Les decía que pienso en mi hermana cada vez que respiro (o que me doy cuenta de que estoy respirando). Entonces, me concentro en mi respiración, pensando que tal vez parte del aire que inhalo le pueda llegar a ella y aumentar la cantidad de oxígeno en su sangre. Sería maravilloso que pudiera ser así, ¿verdad? Que pudierámos enviar parte de nuestro oxígeno a nuestros seres queridos que lo necesitan. La telemedicina, tristemente, no ha llegado a tanto.

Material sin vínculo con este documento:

//! Configuration validation.
//!
//! # Responsibilities
//! - Semantic validation (serde handles syntactic)
//! - Validate value ranges (intervals > 0, ratios within bounds)

use std::fmt;
use std::net::SocketAddr;

use crate::config::schema::{DatabaseAddress, ServiceConfig};

/// Largest accepted `replica_check_interval`. Each host keeps one candidate
/// interval per half second up to twice this value.
pub const MAX_REPLICA_CHECK_INTERVAL: f64 = 86_400.0;

/// A single semantic problem with the configuration.
#[derive(Debug, Clone, PartialEq)]
pub struct ValidationError {
    pub field: String,
    pub message: String,
}

impl ValidationError {
    fn new(field: impl Into<String>, message: impl Into<String>) -> Self {
        Self {
            field: field.into(),
            message: message.into(),
        }
    }
}

impl fmt::Display for ValidationError {
    fn fmt(&self, f: &mut fmt::Formatter<'_>) -> fmt::Result {
        write!(f, "{}: {}", self.field, self.message)
    }
}

/// Check every semantic rule, collecting all failures.
pub fn validate_config(config: &ServiceConfig) -> Result<(), Vec<ValidationError>> {
    let mut errors = Vec::new();
    let lb = &config.load_balancing;

    check_address(&mut errors, "load_balancing.primary", &lb.primary);
    for (i, host) in lb.hosts.iter().enumerate() {
        check_address(&mut errors, &format!("load_balancing.hosts[{}]", i), host);
    }

    if lb.pool_size == 0 {
        errors.push(ValidationError::new("load_balancing.pool_size", "must be at least 1"));
    }
    if !(0.0..=MAX_REPLICA_CHECK_INTERVAL).contains(&lb.replica_check_interval) {
        errors.push(ValidationError::new(
            "load_balancing.replica_check_interval",
            format!("must be between 0 and {} seconds", MAX_REPLICA_CHECK_INTERVAL),
        ));
    }
    if !lb.max_replication_lag_time.is_finite() || lb.max_replication_lag_time < 0.0 {
        errors.push(ValidationError::new(
            "load_balancing.max_replication_lag_time",
            "must be a non-negative number of seconds",
        ));
    }
    if lb.max_replication_difference < 0 {
        errors.push(ValidationError::new(
            "load_balancing.max_replication_difference",
            "must not be negative",
        ));
    }
    if lb.query_timeout_secs == 0 {
        errors.push(ValidationError::new("load_balancing.query_timeout_secs", "must be > 0"));
    }
    if lb.probe_timeout_secs == 0 {
        errors.push(ValidationError::new("load_balancing.probe_timeout_secs", "must be > 0"));
    }
    if lb.drain_poll_interval_secs == 0 {
        errors.push(ValidationError::new("load_balancing.drain_poll_interval_secs", "must be > 0"));
    }
    if lb.poll_interval_secs == 0 {
        errors.push(ValidationError::new("load_balancing.poll_interval_secs", "must be > 0"));
    }

    let wd = &config.watchdog;
    if wd.interval_secs == 0 {
        errors.push(ValidationError::new("watchdog.interval_secs", "must be > 0"));
    }
    if !(0.0..=1.0).contains(&wd.max_heap_fragmentation) {
        errors.push(ValidationError::new(
            "watchdog.max_heap_fragmentation",
            "must be between 0.0 and 1.0",
        ));
    }
    if !wd.max_mem_growth.is_finite() || wd.max_mem_growth <= 0.0 {
        errors.push(ValidationError::new("watchdog.max_mem_growth", "must be > 0"));
    }

    let obs = &config.observability;
    if obs.metrics_enabled && obs.metrics_address.parse::<SocketAddr>().is_err() {
        errors.push(ValidationError::new(
            "observability.metrics_address",
            format!("invalid socket address {:?}", obs.metrics_address),
        ));
    }

    if errors.is_empty() {
        Ok(())
    } else {
        Err(errors)
    }
}

fn check_address(errors: &mut Vec<ValidationError>, field: &str, address: &DatabaseAddress) {
    if address.host.trim().is_empty() {
        errors.push(ValidationError::new(format!("{}.host", field), "must not be empty"));
    }
    if address.port == 0 {
        errors.push(ValidationError::new(format!("{}.port", field), "must not be 0"));
    }
}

Pienso también en mis sobrinos y mi cuñado, que me miran intentando disimular la preocupación y hasta el miedo (exactamente como yo hago), a través de la pantalla del ordenador y con quienes no puedo abrazarme para hacer más leve y humana la espera. Tan solo puedo preguntarles por Skype qué canción pusieron hoy durante los aplausos al personal sanitario, a la gente de los supermercados, a los agentes del orden que hacen que este mundo siga en pie en medio de la debacle sin corazón ni sentido en que vivimos. O, si la noche es propicia, jugar una partida de parchís a distancia, dejando salir por la boca cualquier estúpida broma que se nos ocurre para que sirva de barricada ante la angustia.

Si no tengo ninguna ocupación urgente (y ahora pocas lo son) pienso más allá. Pienso en cómo les contemplaba recién nacidos, tendidos en su cuna de hospital, simplemente respirando, cuando eran seres tan frágiles que cualquier cosa podría… Pienso incluso en cómo mi madre me habrá contemplado a mí de la misma manera, hace muchos años ya. A mí y, después a mi hermana. Esa hermana pequeña que a sus 48 años vuelve a ser una niña frágil en una cama de hospital a la que contemplamos respirar con dificultad como si no hubiera en el mundo otra cosa más importante que hacer. De hecho, para mí no la hay. Mi principal tarea estos días es, cada vez que me doy cuenta de que respiro, pensar en mi hermana, respirar más profundamente aún esperando que parte del oxígeno que inhalo llegue a su sangre y esperar que estas letras que escribo se vuelvan viejas, muy viejas, muy pronto.